#### AIM OF THE EXERCISE
In the entries that follow, find the line containing "through **port traits** defined", then output exactly every line from the first through that one.

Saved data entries
┄┄┄┄┄┄

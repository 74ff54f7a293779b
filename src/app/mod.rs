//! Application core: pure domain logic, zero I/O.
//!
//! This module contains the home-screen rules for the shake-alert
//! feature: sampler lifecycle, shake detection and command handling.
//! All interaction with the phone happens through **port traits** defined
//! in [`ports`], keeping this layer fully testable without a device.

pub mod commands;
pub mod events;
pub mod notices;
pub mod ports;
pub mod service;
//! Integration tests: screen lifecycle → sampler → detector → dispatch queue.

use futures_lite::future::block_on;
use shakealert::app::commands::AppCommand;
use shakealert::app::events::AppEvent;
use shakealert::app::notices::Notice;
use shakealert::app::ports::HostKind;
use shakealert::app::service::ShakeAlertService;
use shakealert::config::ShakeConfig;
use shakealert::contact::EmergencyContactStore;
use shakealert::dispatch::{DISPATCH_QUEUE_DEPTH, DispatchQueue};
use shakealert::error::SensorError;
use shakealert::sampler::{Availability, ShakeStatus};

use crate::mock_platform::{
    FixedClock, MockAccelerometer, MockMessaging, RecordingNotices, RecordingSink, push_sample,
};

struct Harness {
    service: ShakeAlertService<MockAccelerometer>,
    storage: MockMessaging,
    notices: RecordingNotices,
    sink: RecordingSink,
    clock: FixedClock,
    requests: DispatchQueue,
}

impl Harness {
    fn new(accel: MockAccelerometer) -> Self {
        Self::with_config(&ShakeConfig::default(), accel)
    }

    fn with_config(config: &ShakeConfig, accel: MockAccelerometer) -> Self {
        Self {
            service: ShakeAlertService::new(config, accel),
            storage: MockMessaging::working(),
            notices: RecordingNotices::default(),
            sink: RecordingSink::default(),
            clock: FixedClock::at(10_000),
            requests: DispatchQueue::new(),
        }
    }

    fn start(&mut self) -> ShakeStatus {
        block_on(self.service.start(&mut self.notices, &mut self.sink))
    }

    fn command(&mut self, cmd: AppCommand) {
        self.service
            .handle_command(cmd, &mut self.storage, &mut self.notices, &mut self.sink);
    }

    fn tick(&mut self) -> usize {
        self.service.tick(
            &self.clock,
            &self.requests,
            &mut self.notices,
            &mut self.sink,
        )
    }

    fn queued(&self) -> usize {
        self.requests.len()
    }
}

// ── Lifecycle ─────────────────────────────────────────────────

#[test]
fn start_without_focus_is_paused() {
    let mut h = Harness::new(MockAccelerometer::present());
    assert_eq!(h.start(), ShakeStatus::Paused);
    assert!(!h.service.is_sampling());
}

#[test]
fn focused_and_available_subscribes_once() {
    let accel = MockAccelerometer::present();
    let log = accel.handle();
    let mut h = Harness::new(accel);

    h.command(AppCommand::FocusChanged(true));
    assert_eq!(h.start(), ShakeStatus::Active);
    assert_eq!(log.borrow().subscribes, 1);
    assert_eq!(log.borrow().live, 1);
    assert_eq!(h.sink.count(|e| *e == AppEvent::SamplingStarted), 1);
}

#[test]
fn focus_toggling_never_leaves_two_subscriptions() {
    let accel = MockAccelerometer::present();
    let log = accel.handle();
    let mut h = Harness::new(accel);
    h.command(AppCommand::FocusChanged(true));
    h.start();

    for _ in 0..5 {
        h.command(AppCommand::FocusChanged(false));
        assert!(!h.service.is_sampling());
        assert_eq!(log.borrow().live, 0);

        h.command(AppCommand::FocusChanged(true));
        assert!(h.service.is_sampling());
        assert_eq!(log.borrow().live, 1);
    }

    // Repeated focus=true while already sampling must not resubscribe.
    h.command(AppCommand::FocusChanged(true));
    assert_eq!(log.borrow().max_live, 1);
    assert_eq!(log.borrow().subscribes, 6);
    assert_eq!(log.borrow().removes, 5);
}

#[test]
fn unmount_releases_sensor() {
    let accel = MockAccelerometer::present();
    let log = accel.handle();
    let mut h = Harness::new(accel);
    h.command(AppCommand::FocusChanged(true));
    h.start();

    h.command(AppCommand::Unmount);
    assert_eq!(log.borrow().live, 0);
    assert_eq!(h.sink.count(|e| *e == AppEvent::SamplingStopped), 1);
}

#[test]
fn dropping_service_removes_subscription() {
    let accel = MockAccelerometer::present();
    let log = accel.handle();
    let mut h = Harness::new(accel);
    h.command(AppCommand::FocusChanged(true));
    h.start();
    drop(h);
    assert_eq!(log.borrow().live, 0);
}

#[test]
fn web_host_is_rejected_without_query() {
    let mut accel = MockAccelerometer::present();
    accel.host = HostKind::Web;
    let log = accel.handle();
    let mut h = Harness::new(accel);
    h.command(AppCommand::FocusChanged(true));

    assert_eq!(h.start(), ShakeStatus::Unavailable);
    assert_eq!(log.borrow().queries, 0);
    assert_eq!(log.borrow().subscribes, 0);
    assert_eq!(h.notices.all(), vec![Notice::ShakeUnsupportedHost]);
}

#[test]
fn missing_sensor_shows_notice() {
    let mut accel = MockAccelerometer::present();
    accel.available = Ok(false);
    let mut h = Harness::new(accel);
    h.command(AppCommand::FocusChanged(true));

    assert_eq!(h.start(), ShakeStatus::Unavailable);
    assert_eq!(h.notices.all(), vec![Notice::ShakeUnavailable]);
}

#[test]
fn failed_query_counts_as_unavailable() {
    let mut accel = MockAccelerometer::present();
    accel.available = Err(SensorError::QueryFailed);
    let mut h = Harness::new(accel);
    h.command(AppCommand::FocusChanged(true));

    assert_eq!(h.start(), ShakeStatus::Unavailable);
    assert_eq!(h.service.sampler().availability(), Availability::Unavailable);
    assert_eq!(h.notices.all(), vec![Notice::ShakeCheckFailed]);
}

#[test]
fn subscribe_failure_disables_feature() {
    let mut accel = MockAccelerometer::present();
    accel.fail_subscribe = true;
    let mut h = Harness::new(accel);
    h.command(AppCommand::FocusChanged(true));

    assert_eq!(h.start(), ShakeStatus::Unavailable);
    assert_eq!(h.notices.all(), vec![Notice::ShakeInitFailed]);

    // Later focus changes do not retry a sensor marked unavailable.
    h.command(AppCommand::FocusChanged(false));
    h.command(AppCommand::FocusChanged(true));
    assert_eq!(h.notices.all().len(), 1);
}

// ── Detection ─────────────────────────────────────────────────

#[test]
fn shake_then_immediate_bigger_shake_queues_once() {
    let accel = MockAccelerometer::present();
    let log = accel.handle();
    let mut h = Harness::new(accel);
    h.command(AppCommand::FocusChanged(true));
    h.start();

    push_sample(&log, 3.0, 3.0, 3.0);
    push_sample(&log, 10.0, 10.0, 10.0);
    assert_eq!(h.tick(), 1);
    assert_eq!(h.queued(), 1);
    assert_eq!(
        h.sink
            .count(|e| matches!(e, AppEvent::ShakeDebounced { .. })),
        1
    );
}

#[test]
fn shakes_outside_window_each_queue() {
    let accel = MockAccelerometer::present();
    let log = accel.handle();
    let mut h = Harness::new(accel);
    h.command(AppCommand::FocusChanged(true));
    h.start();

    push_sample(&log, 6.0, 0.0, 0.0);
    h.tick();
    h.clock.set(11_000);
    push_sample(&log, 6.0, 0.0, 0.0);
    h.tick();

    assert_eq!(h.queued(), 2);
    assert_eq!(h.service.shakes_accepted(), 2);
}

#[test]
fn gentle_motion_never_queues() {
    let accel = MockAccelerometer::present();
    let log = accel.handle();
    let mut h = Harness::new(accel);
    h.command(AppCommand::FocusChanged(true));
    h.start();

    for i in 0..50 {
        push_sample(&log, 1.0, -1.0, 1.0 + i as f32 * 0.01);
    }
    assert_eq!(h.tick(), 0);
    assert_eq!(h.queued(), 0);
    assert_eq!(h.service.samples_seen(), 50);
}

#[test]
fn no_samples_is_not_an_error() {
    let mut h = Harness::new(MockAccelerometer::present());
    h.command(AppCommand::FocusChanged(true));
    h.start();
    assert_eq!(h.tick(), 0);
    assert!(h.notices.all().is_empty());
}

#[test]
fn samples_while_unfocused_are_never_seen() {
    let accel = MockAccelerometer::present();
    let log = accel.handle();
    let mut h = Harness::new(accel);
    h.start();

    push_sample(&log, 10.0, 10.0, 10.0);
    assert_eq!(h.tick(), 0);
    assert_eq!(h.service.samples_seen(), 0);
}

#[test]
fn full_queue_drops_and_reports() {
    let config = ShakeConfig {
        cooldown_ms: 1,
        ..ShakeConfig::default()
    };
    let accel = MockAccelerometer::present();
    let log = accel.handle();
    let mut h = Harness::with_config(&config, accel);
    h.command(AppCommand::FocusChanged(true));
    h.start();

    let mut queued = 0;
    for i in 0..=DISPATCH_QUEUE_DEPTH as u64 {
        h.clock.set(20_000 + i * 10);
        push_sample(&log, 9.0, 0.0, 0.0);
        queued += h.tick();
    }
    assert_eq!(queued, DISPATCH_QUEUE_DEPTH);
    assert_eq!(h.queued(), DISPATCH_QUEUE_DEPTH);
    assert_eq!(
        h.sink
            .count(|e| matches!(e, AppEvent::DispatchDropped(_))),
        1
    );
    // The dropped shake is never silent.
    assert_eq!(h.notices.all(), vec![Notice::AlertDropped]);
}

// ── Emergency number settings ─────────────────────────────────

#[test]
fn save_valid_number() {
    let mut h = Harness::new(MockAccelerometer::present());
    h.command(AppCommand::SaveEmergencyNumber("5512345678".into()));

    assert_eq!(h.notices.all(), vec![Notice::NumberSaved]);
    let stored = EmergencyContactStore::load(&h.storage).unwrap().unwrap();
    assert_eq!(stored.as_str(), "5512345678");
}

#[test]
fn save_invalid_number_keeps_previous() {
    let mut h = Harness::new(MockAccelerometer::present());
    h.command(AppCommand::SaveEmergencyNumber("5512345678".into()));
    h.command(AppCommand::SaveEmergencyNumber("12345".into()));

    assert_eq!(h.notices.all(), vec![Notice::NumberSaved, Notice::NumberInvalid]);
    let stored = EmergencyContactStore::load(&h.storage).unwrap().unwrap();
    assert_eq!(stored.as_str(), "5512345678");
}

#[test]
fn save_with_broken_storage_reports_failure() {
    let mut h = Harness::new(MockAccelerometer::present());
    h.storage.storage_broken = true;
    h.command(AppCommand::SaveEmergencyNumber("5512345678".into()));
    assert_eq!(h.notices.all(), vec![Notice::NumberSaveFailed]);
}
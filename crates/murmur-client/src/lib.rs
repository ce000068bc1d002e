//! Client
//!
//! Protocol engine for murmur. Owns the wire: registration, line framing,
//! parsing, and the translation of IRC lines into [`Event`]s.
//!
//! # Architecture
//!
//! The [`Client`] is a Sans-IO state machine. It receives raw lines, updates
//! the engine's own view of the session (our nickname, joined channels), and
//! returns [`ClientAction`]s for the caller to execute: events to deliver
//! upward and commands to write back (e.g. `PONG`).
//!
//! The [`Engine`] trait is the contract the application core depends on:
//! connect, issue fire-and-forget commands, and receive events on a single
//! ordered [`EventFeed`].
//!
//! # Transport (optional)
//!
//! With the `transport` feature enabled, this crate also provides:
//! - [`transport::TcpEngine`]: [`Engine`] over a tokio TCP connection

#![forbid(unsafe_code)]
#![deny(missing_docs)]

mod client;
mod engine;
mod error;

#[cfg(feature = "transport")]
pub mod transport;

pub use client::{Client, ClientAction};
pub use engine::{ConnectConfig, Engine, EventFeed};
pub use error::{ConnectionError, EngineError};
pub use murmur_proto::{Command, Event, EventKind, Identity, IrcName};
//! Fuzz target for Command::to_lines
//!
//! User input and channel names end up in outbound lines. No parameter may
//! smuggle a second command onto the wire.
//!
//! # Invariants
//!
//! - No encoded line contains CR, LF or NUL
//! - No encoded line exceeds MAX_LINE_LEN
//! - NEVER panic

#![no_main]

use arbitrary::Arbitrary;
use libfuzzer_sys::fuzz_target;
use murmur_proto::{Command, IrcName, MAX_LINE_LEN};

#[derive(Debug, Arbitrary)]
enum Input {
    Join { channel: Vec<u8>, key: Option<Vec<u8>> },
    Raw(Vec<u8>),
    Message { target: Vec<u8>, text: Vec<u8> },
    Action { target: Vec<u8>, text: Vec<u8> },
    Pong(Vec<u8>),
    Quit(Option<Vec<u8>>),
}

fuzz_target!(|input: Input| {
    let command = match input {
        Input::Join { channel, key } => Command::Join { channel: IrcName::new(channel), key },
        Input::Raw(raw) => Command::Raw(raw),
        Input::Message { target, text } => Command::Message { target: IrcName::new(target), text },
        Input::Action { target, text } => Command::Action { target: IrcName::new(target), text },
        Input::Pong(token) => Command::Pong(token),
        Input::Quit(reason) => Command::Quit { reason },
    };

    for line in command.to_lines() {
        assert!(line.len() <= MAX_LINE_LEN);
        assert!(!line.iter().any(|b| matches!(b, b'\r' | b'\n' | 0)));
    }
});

┄┄┄┄┄┄

#### ANSWER TO THIS TASK
repository 74ff54f7a293779b
filename src/app/mod.rs
//! Application core: pure domain logic, zero I/O.
//!
//! This module contains the home-screen rules for the shake-alert
//! feature: sampler lifecycle, shake detection and command handling.
//! All interaction with the phone happens through **port traits** defined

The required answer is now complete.